(Beginning of ENTRIES SHOWN)
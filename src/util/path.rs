// Copyright (C) 2026  Caprica Software Limited
//
// This program is free software: you can redistribute it and/or modify
// it under the terms of the GNU General Public License as published by
// the Free Software Foundation, either version 3 of the License, or
// (at your option) any later version.
//
// This program is distributed in the hope that it will be useful,
// but WITHOUT ANY WARRANTY; without even the implied warranty of
// MERCHANTABILITY or FITNESS FOR A PARTICULAR PURPOSE.  See the
// GNU General Public License for more details.
//
// You should have received a copy of the GNU General Public License
// along with this program.  If not, see <https://www.gnu.org/licenses/>.

//! Destination path construction.

use std::path::{Path, PathBuf};

const REPLACEMENT: char = '_';

/// Makes a catalog title safe to use as a single path component.
///
/// Separators and NUL are replaced so a title can never introduce extra
/// directory levels, and the special names `.` and `..` are neutralised.
pub(crate) fn sanitize_segment(title: &str) -> String {
    let cleaned: String = title
        .trim()
        .chars()
        .map(|c| match c {
            '/' | '\\' | '\0' => REPLACEMENT,
            c if c.is_control() => REPLACEMENT,
            c => c,
        })
        .collect();

    match cleaned.as_str() {
        "" | "." | ".." => REPLACEMENT.to_string(),
        _ => cleaned,
    }
}

/// Computes the directory an album's tracks are written to.
///
/// Albums with more than one track, or spread over several discs, get their
/// own folder below the artist's; single tracks land directly in the artist
/// folder.
pub(crate) fn album_destination(
    root: &Path,
    artist_title: &str,
    album_title: &str,
    track_count: u32,
    disk_count: u32,
) -> PathBuf {
    let artist_dir = artist_destination(root, artist_title);

    if track_count > 1 || disk_count > 1 {
        artist_dir.join(sanitize_segment(album_title))
    } else {
        artist_dir
    }
}

pub(crate) fn artist_destination(root: &Path, artist_title: &str) -> PathBuf {
    root.join(sanitize_segment(artist_title))
}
(End of ENTRIES SHOWN)
▶ _WHAT THE TASK ASKS_: Please find every line in the records that contains the word "PathBuf", and copy it out.

▶ _ANSWER TO THIS TASK_:
use std::path::{Path, PathBuf};
) -> PathBuf {
pub(crate) fn artist_destination(root: &Path, artist_title: &str) -> PathBuf {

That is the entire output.